Saved entries:
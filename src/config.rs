//! Runtime settings for servers and clients.
//!
//! Both are normally filled in through [`ServerBuilder`](crate::ServerBuilder)
//! and [`ClientBuilder`](crate::ClientBuilder); the defaults below apply to
//! anything left unset.

use std::net::SocketAddr;
use std::time::Duration;

use crate::codec::SerializerKind;
use crate::protocol::DEFAULT_MAX_PAYLOAD_SIZE;
use crate::writer::WriterConfig;

/// Default listening port.
pub const DEFAULT_PORT: u16 = 8081;

/// Close a server connection that sent nothing for this long.
pub const DEFAULT_READ_IDLE_TIMEOUT: Duration = Duration::from_secs(10);

/// Ping from the client after writing nothing for this long.
pub const DEFAULT_WRITE_IDLE_INTERVAL: Duration = Duration::from_secs(3);

/// Give up on an RPC call after this long.
pub const DEFAULT_RPC_TIMEOUT: Duration = Duration::from_secs(30);

/// Settings for a [`Server`](crate::Server).
#[derive(Debug, Clone)]
pub struct ServerConfig {
    /// Address to listen on. Default: `0.0.0.0:8081`
    pub bind_addr: SocketAddr,
    /// `None` disables the idle watchdog.
    pub read_idle_timeout: Option<Duration>,
    /// Frames announcing a larger payload close the connection.
    pub max_payload_size: u32,
    /// Serializer for frames the server originates.
    pub serializer: SerializerKind,
    pub writer: WriterConfig,
}

impl Default for ServerConfig {
    fn default() -> Self {
        Self {
            bind_addr: SocketAddr::from(([0, 0, 0, 0], DEFAULT_PORT)),
            read_idle_timeout: Some(DEFAULT_READ_IDLE_TIMEOUT),
            max_payload_size: DEFAULT_MAX_PAYLOAD_SIZE,
            serializer: SerializerKind::default(),
            writer: WriterConfig::default(),
        }
    }
}

/// Settings for a [`Client`](crate::Client).
#[derive(Debug, Clone)]
pub struct ClientConfig {
    /// `None` disables the ping heartbeat.
    pub write_idle_interval: Option<Duration>,
    /// `None` lets calls wait forever.
    pub rpc_timeout: Option<Duration>,
    pub max_payload_size: u32,
    pub serializer: SerializerKind,
    pub writer: WriterConfig,
}

impl Default for ClientConfig {
    fn default() -> Self {
        Self {
            write_idle_interval: Some(DEFAULT_WRITE_IDLE_INTERVAL),
            rpc_timeout: Some(DEFAULT_RPC_TIMEOUT),
            max_payload_size: DEFAULT_MAX_PAYLOAD_SIZE,
            serializer: SerializerKind::default(),
            writer: WriterConfig::default(),
        }
    }
}
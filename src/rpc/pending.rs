//! Table of in-flight calls.
//!
//! Every entry is resolved at most once: whichever of response, timeout,
//! a dropped handle or disconnect removes the entry first delivers the
//! outcome, and the others find nothing to do.

use std::collections::HashMap;
use std::sync::Arc;
use std::time::Duration;

use parking_lot::Mutex;
use serde_json::Value;
use tokio::sync::oneshot;

use crate::error::{ChatwireError, Result};
use crate::message::{RpcOutcome, RpcResponse};

/// What a finished call resolves to.
pub type CallOutcome = Result<Value>;

/// Outstanding calls keyed by call id.
#[derive(Debug, Default)]
pub struct PendingCalls {
    calls: Mutex<HashMap<i32, oneshot::Sender<CallOutcome>>>,
}

impl PendingCalls {
    /// Empty table.
    pub fn new() -> Self {
        Self::default()
    }

    /// Record a new outstanding call and return the handle to wait on.
    ///
    /// Must happen before the request is sent, so a fast response always
    /// finds its entry.
    pub fn register(self: &Arc<Self>, call_id: i32) -> Result<CallHandle> {
        let (tx, rx) = oneshot::channel();
        {
            let mut calls = self.calls.lock();
            if calls.contains_key(&call_id) {
                return Err(ChatwireError::DuplicateCallId(call_id));
            }
            calls.insert(call_id, tx);
        }
        Ok(CallHandle {
            call_id,
            rx,
            pending: Arc::clone(self),
        })
    }

    /// Resolve the call a response belongs to.
    ///
    /// Returns false, changing nothing, when no call with that id is
    /// pending (already resolved, timed out, or never sent).
    pub fn complete(&self, response: RpcResponse) -> bool {
        let tx = self.calls.lock().remove(&response.call_id);
        let Some(tx) = tx else {
            tracing::debug!("discarding response for unknown call {}", response.call_id);
            return false;
        };

        let outcome = match response.outcome {
            RpcOutcome::Value(value) => Ok(value),
            RpcOutcome::Exception(description) => Err(ChatwireError::Remote(description)),
        };
        // Waiter may have given up already
        let _ = tx.send(outcome);
        true
    }

    /// Fail every outstanding call, typically on disconnect.
    ///
    /// `error` builds one error per waiter. Returns how many were failed.
    pub fn fail_all(&self, error: impl Fn() -> ChatwireError) -> usize {
        let drained: Vec<_> = self.calls.lock().drain().collect();
        let count = drained.len();
        for (_, tx) in drained {
            let _ = tx.send(Err(error()));
        }
        count
    }

    /// Drop an entry without resolving it.
    pub fn remove(&self, call_id: i32) -> bool {
        self.calls.lock().remove(&call_id).is_some()
    }

    pub fn contains(&self, call_id: i32) -> bool {
        self.calls.lock().contains_key(&call_id)
    }

    /// Calls still waiting for a response.
    pub fn len(&self) -> usize {
        self.calls.lock().len()
    }

    pub fn is_empty(&self) -> bool {
        self.calls.lock().is_empty()
    }
}

/// Waiting side of one pending call.
///
/// Dropping the handle without waiting removes the call from the table.
#[derive(Debug)]
pub struct CallHandle {
    call_id: i32,
    rx: oneshot::Receiver<CallOutcome>,
    pending: Arc<PendingCalls>,
}

impl CallHandle {
    /// Id the request went out with.
    #[inline]
    pub fn call_id(&self) -> i32 {
        self.call_id
    }

    /// Wait for the outcome with no deadline.
    pub async fn wait(mut self) -> Result<Value> {
        flatten((&mut self.rx).await)
    }

    /// Wait for the outcome for at most `timeout`.
    ///
    /// On expiry the entry is removed and `RpcTimeout` returned, unless a
    /// response claimed the entry first, in which case that outcome wins.
    pub async fn wait_timeout(mut self, timeout: Duration) -> Result<Value> {
        match tokio::time::timeout(timeout, &mut self.rx).await {
            Ok(received) => flatten(received),
            Err(_) => {
                if self.pending.remove(self.call_id) {
                    Err(ChatwireError::RpcTimeout(self.call_id))
                } else {
                    flatten((&mut self.rx).await)
                }
            }
        }
    }

    /// Block the current thread until the outcome arrives.
    ///
    /// For synchronous callers only; panics when called from inside an
    /// async runtime.
    pub fn wait_blocking(mut self) -> Result<Value> {
        // `blocking_recv` consumes the receiver; leave a closed one behind for Drop
        let (_closed, placeholder) = oneshot::channel();
        let rx = std::mem::replace(&mut self.rx, placeholder);
        flatten(rx.blocking_recv())
    }
}

impl Drop for CallHandle {
    fn drop(&mut self) {
        self.pending.remove(self.call_id);
    }
}

fn flatten(received: std::result::Result<CallOutcome, oneshot::error::RecvError>) -> Result<Value> {
    received.map_err(|_| ChatwireError::ConnectionClosed)?
}

#[cfg(test)]
mod tests {
    use super::*;
    use serde_json::json;

    #[tokio::test]
    async fn test_complete_resolves_waiter() {
        let pending = Arc::new(PendingCalls::new());
        let handle = pending.register(1).unwrap();
        assert_eq!(pending.len(), 1);

        assert!(pending.complete(RpcResponse::value(1, json!("hello"))));
        assert!(pending.is_empty());
        assert_eq!(handle.wait().await.unwrap(), json!("hello"));
    }

    #[tokio::test]
    async fn test_exception_becomes_remote_error() {
        let pending = Arc::new(PendingCalls::new());
        let handle = pending.register(4).unwrap();

        pending.complete(RpcResponse::exception(4, "no such method: nope"));

        match handle.wait().await {
            Err(ChatwireError::Remote(text)) => assert_eq!(text, "no such method: nope"),
            other => panic!("unexpected {:?}", other),
        }
    }

    #[tokio::test]
    async fn test_second_response_is_discarded() {
        let pending = Arc::new(PendingCalls::new());
        let handle = pending.register(2).unwrap();

        assert!(pending.complete(RpcResponse::value(2, json!(1))));
        assert!(!pending.complete(RpcResponse::value(2, json!(2))));

        assert_eq!(handle.wait().await.unwrap(), json!(1));
    }

    #[tokio::test]
    async fn test_unknown_id_changes_nothing() {
        let pending = Arc::new(PendingCalls::new());
        let _handle = pending.register(1).unwrap();

        assert!(!pending.complete(RpcResponse::value(99, json!(null))));
        assert_eq!(pending.len(), 1);
        assert!(pending.contains(1));
    }

    #[tokio::test]
    async fn test_duplicate_register_rejected() {
        let pending = Arc::new(PendingCalls::new());
        let _handle = pending.register(5).unwrap();

        assert!(matches!(
            pending.register(5),
            Err(ChatwireError::DuplicateCallId(5))
        ));
    }

    #[tokio::test]
    async fn test_timeout_removes_entry() {
        let pending = Arc::new(PendingCalls::new());
        let handle = pending.register(3).unwrap();

        let result = handle.wait_timeout(Duration::from_millis(20)).await;
        assert!(matches!(result, Err(ChatwireError::RpcTimeout(3))));
        assert!(pending.is_empty());

        // Late response is dropped
        assert!(!pending.complete(RpcResponse::value(3, json!(0))));
    }

    #[tokio::test]
    async fn test_fail_all_resolves_every_waiter() {
        let pending = Arc::new(PendingCalls::new());
        let handles: Vec<_> = (1..=5).map(|id| pending.register(id).unwrap()).collect();

        assert_eq!(pending.fail_all(|| ChatwireError::ConnectionClosed), 5);
        assert!(pending.is_empty());

        for handle in handles {
            assert!(matches!(
                handle.wait().await,
                Err(ChatwireError::ConnectionClosed)
            ));
        }
    }

    #[tokio::test]
    async fn test_dropped_handle_frees_entry() {
        let pending = Arc::new(PendingCalls::new());
        drop(pending.register(6).unwrap());
        assert!(pending.is_empty());
    }

    #[tokio::test]
    async fn test_out_of_order_completion() {
        let pending = Arc::new(PendingCalls::new());
        let waiters: Vec<_> = (1..=3)
            .map(|id| {
                let handle = pending.register(id).unwrap();
                tokio::spawn(handle.wait())
            })
            .collect();

        for id in [3, 1, 2] {
            pending.complete(RpcResponse::value(id, json!(id * 10)));
        }

        for (i, waiter) in waiters.into_iter().enumerate() {
            let expected = (i as i32 + 1) * 10;
            assert_eq!(waiter.await.unwrap().unwrap(), json!(expected));
        }
    }

    #[tokio::test]
    async fn test_wait_blocking_from_plain_thread() {
        let pending = Arc::new(PendingCalls::new());
        let handle = pending.register(11).unwrap();

        let waiter = std::thread::spawn(move || handle.wait_blocking());
        tokio::time::sleep(Duration::from_millis(10)).await;
        pending.complete(RpcResponse::value(11, json!("done")));

        assert_eq!(waiter.join().unwrap().unwrap(), json!("done"));
    }
}
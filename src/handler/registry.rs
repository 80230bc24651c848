//! Handler registry for dispatching messages by kind.
//!
//! # Example
//!
//! ```
//! use chatwire::handler::HandlerRegistry;
//! use chatwire::message::MessageKind;
//!
//! let mut registry = HandlerRegistry::new();
//! registry.register(MessageKind::Ping, |_message, _ctx| async { Ok(()) });
//!
//! assert!(registry.contains(MessageKind::Ping));
//! assert!(!registry.contains(MessageKind::Pong));
//! ```

use std::collections::HashMap;
use std::future::Future;
use std::pin::Pin;

use super::{chat, group, rpc, session, ConnectionContext};
use crate::error::{ChatwireError, Result};
use crate::message::{Message, MessageKind};

/// Result type for handler functions.
pub type HandlerResult = Result<()>;

/// Boxed future for handler results.
pub type BoxFuture<'a, T> = Pin<Box<dyn Future<Output = T> + Send + 'a>>;

/// Trait for message handlers.
pub trait Handler: Send + Sync + 'static {
    /// Handle one decoded message.
    fn call(&self, message: Message, ctx: ConnectionContext) -> BoxFuture<'static, HandlerResult>;
}

/// Adapter turning an async function into a [`Handler`].
pub struct FnHandler<F> {
    handler: F,
}

impl<F, Fut> FnHandler<F>
where
    F: Fn(Message, ConnectionContext) -> Fut + Send + Sync + 'static,
    Fut: Future<Output = HandlerResult> + Send + 'static,
{
    pub fn new(handler: F) -> Self {
        Self { handler }
    }
}

impl<F, Fut> Handler for FnHandler<F>
where
    F: Fn(Message, ConnectionContext) -> Fut + Send + Sync + 'static,
    Fut: Future<Output = HandlerResult> + Send + 'static,
{
    fn call(&self, message: Message, ctx: ConnectionContext) -> BoxFuture<'static, HandlerResult> {
        Box::pin((self.handler)(message, ctx))
    }
}

/// Registry mapping message kinds to handlers.
#[derive(Default)]
pub struct HandlerRegistry {
    handlers: HashMap<MessageKind, Box<dyn Handler>>,
}

impl HandlerRegistry {
    /// Create a new empty registry.
    pub fn new() -> Self {
        Self::default()
    }

    /// Registry with every server-side chat, group, heartbeat and RPC handler.
    pub fn server() -> Self {
        let mut registry = Self::new();
        registry.register(MessageKind::LoginRequest, session::login);
        registry.register(MessageKind::Ping, session::ping);
        registry.register(MessageKind::Pong, session::pong);
        registry.register(MessageKind::ChatRequest, chat::direct);
        registry.register(MessageKind::GroupChatRequest, chat::group);
        registry.register(MessageKind::GroupCreateRequest, group::create);
        registry.register(MessageKind::GroupJoinRequest, group::join);
        registry.register(MessageKind::GroupQuitRequest, group::quit);
        registry.register(MessageKind::GroupMembersRequest, group::members);
        registry.register(MessageKind::RpcRequest, rpc::invoke);
        registry
    }

    /// Register a handler function for `kind`, replacing any previous one.
    pub fn register<F, Fut>(&mut self, kind: MessageKind, handler: F)
    where
        F: Fn(Message, ConnectionContext) -> Fut + Send + Sync + 'static,
        Fut: Future<Output = HandlerResult> + Send + 'static,
    {
        self.register_handler(kind, Box::new(FnHandler::new(handler)));
    }

    /// Register an already boxed handler, replacing any previous one.
    pub fn register_handler(&mut self, kind: MessageKind, handler: Box<dyn Handler>) {
        self.handlers.insert(kind, handler);
    }

    /// Handler for `kind`, if one is registered.
    pub fn get(&self, kind: MessageKind) -> Option<&dyn Handler> {
        self.handlers.get(&kind).map(|h| h.as_ref())
    }

    pub fn contains(&self, kind: MessageKind) -> bool {
        self.handlers.contains_key(&kind)
    }

    /// Run the handler registered for the message's kind.
    ///
    /// Kinds without a handler are logged and dropped.
    pub async fn dispatch(&self, message: Message, ctx: ConnectionContext) -> HandlerResult {
        let kind = message.kind();
        match self.get(kind) {
            Some(handler) => handler.call(message, ctx).await,
            None => {
                tracing::warn!("{}: no handler for {:?}, ignoring", ctx.connection_id(), kind);
                Ok(())
            }
        }
    }
}

/// Error for a handler invoked with a message it does not understand.
pub(crate) fn unexpected(kind: MessageKind) -> ChatwireError {
    ChatwireError::Protocol(format!("handler cannot process {:?}", kind))
}

#[cfg(test)]
mod tests {
    use super::*;
    use crate::handler::test_support::TestPeer;
    use std::sync::atomic::{AtomicUsize, Ordering};
    use std::sync::Arc;

    #[test]
    fn test_server_registry_covers_requests() {
        let registry = HandlerRegistry::server();
        for kind in MessageKind::ALL {
            // Pong is accepted and ignored rather than logged as unhandled
            let expected = kind.is_request() || kind == MessageKind::Pong;
            assert_eq!(registry.contains(kind), expected, "{:?}", kind);
        }
    }

    #[tokio::test]
    async fn test_dispatch_routes_by_kind() {
        let hits = Arc::new(AtomicUsize::new(0));
        let mut registry = HandlerRegistry::new();
        let counter = hits.clone();
        registry.register(MessageKind::ChatRequest, move |message, _ctx| {
            let counter = counter.clone();
            async move {
                assert_eq!(message.kind(), MessageKind::ChatRequest);
                counter.fetch_add(1, Ordering::SeqCst);
                Ok(())
            }
        });

        let peer = TestPeer::new();
        registry
            .dispatch(Message::chat("a", "b", "c"), peer.ctx.clone())
            .await
            .unwrap();
        registry.dispatch(Message::Ping, peer.ctx.clone()).await.unwrap();

        assert_eq!(hits.load(Ordering::SeqCst), 1);
    }

    #[tokio::test]
    async fn test_handler_error_is_returned() {
        let mut registry = HandlerRegistry::new();
        registry.register(MessageKind::Ping, |message: Message, _ctx| async move {
            Err(unexpected(message.kind()))
        });

        let peer = TestPeer::new();
        let result = registry.dispatch(Message::Ping, peer.ctx.clone()).await;
        assert!(matches!(result, Err(ChatwireError::Protocol(_))));
    }
}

#### [PROBLEM TO WORK ON]
Select every line of the records holding the string "Mutex".

#### [TASK RESULT]
use parking_lot::Mutex;
    calls: Mutex<HashMap<i32, oneshot::Sender<CallOutcome>>>,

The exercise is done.